*Task description*.
How many lines below hold "simulator"? Answer with only the number.

[Opening Materials provided section]

//! Position — an open trade owned by the execution simulator.

use super::direction::Direction;
use super::signal::FactorSet;
use serde::{Deserialize, Serialize};

/// An open position. Owned exclusively by the simulator for its lifetime and
/// closed exactly once (stop, take, or forced session end).
#[derive(Debug, Clone, PartialEq, Serialize, Deserialize)]
pub struct Position {
    pub direction: Direction,
    pub quantity: f64,
    pub entry_price: f64,
    pub stop_price: f64,
    pub take_price: f64,
    pub entry_bar: usize,
    /// Confluence factors active at entry, carried into the trade record.
    pub factors: FactorSet,
}

impl Position {
    /// Signed PnL if the position were closed at `price`.
    pub fn pnl_at(&self, price: f64) -> f64 {
        (price - self.entry_price) * self.quantity * self.direction.sign()
    }
}
//! Exponential Moving Average.
//!
//! Recursive: EMA[t] = alpha * x[t] + (1 - alpha) * EMA[t-1], alpha = 2/(period+1).
//! Seed: SMA of the first `period` defined values. Values before the seed are
//! NaN, which downstream scoring treats as "factor absent".

/// EMA over an arbitrary series. Leading NaNs are skipped (the seed window
/// starts at the first defined value), so this also works on derived series
/// such as the MACD line. A NaN after the seed taints everything from there on.
pub fn ema_of_series(values: &[f64], period: usize) -> Vec<f64> {
    let n = values.len();
    let mut result = vec![f64::NAN; n];
    if period == 0 || n == 0 {
        return result;
    }

    let first_defined = match values.iter().position(|v| !v.is_nan()) {
        Some(i) => i,
        None => return result,
    };
    let seed_end = first_defined + period;
    if seed_end > n {
        return result;
    }

    let seed_window = &values[first_defined..seed_end];
    if seed_window.iter().any(|v| v.is_nan()) {
        return result;
    }
    let seed = seed_window.iter().sum::<f64>() / period as f64;
    result[seed_end - 1] = seed;

    let alpha = 2.0 / (period as f64 + 1.0);
    let mut prev = seed;
    for i in seed_end..n {
        if values[i].is_nan() {
            return result;
        }
        let ema = alpha * values[i] + (1.0 - alpha) * prev;
        result[i] = ema;
        prev = ema;
    }

    result
}
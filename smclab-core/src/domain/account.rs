//! AccountState — equity, peak, day tracking, and halt status.

use serde::{Deserialize, Serialize};

/// Why new entries are currently vetoed.
#[derive(Debug, Clone, Copy, PartialEq, Eq, Serialize, Deserialize)]
pub enum HaltReason {
    /// Day's running PnL breached the daily loss limit. Clears at the next
    /// day boundary.
    DailyLossLimit,
    /// Drawdown from peak equity breached the lifetime limit. Never clears
    /// within a run.
    MaxDrawdown,
}

/// Account ledger state. Mutated only by the simulator and risk manager as
/// trades open/close and day boundaries cross; equity changes only by
/// explicit trade PnL application.
#[derive(Debug, Clone, PartialEq, Serialize, Deserialize)]
pub struct AccountState {
    pub equity: f64,
    pub peak_equity: f64,
    pub day_start_equity: f64,
    pub daily_pnl: f64,
    pub open_positions: usize,
    pub halt: Option<HaltReason>,
}

impl AccountState {
    pub fn new(initial_equity: f64) -> Self {
        Self {
            equity: initial_equity,
            peak_equity: initial_equity,
            day_start_equity: initial_equity,
            daily_pnl: 0.0,
            open_positions: 0,
            halt: None,
        }
    }

    /// Apply a realized trade PnL. Updates equity, peak, and the day tracker.
    pub fn apply_trade_pnl(&mut self, pnl: f64) {
        self.equity += pnl;
        self.daily_pnl += pnl;
        if self.equity > self.peak_equity {
            self.peak_equity = self.equity;
        }
    }

    /// Cross a day boundary: rebase the day tracker and clear a daily-loss
    /// halt. A drawdown halt is permanent.
    pub fn reset_day(&mut self) {
        self.day_start_equity = self.equity;
        self.daily_pnl = 0.0;
        if self.halt == Some(HaltReason::DailyLossLimit) {
            self.halt = None;
        }
    }

    /// Drawdown from peak as a non-positive fraction.
    pub fn drawdown(&self) -> f64 {
        if self.peak_equity <= 0.0 {
            return 0.0;
        }
        (self.equity - self.peak_equity) / self.peak_equity
    }

    /// Day's running PnL as a fraction of day-start equity.
    pub fn daily_pnl_fraction(&self) -> f64 {
        if self.day_start_equity <= 0.0 {
            return 0.0;
        }
        self.daily_pnl / self.day_start_equity
    }
}

#[cfg(test)]
mod tests {
    use super::*;

    #[test]
    fn pnl_moves_equity_and_peak() {
        let mut account = AccountState::new(1000.0);
        account.apply_trade_pnl(100.0);
        assert_eq!(account.equity, 1100.0);
        assert_eq!(account.peak_equity, 1100.0);
        account.apply_trade_pnl(-50.0);
        assert_eq!(account.equity, 1050.0);
        assert_eq!(account.peak_equity, 1100.0); // peak never rolls back
    }

    #[test]
    fn drawdown_fraction() {
        let mut account = AccountState::new(1000.0);
        account.apply_trade_pnl(-300.0);
        assert!((account.drawdown() - (-0.3)).abs() < 1e-12);
    }

    #[test]
    fn day_reset_clears_daily_halt_only() {
        let mut account = AccountState::new(1000.0);
        account.apply_trade_pnl(-25.0);
        account.halt = Some(HaltReason::DailyLossLimit);
        account.reset_day();
        assert_eq!(account.daily_pnl, 0.0);
        assert_eq!(account.day_start_equity, 975.0);
        assert_eq!(account.halt, None);

        account.halt = Some(HaltReason::MaxDrawdown);
        account.reset_day();
        assert_eq!(account.halt, Some(HaltReason::MaxDrawdown));
    }
}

[Closing Materials provided section]

*Your solution*.
3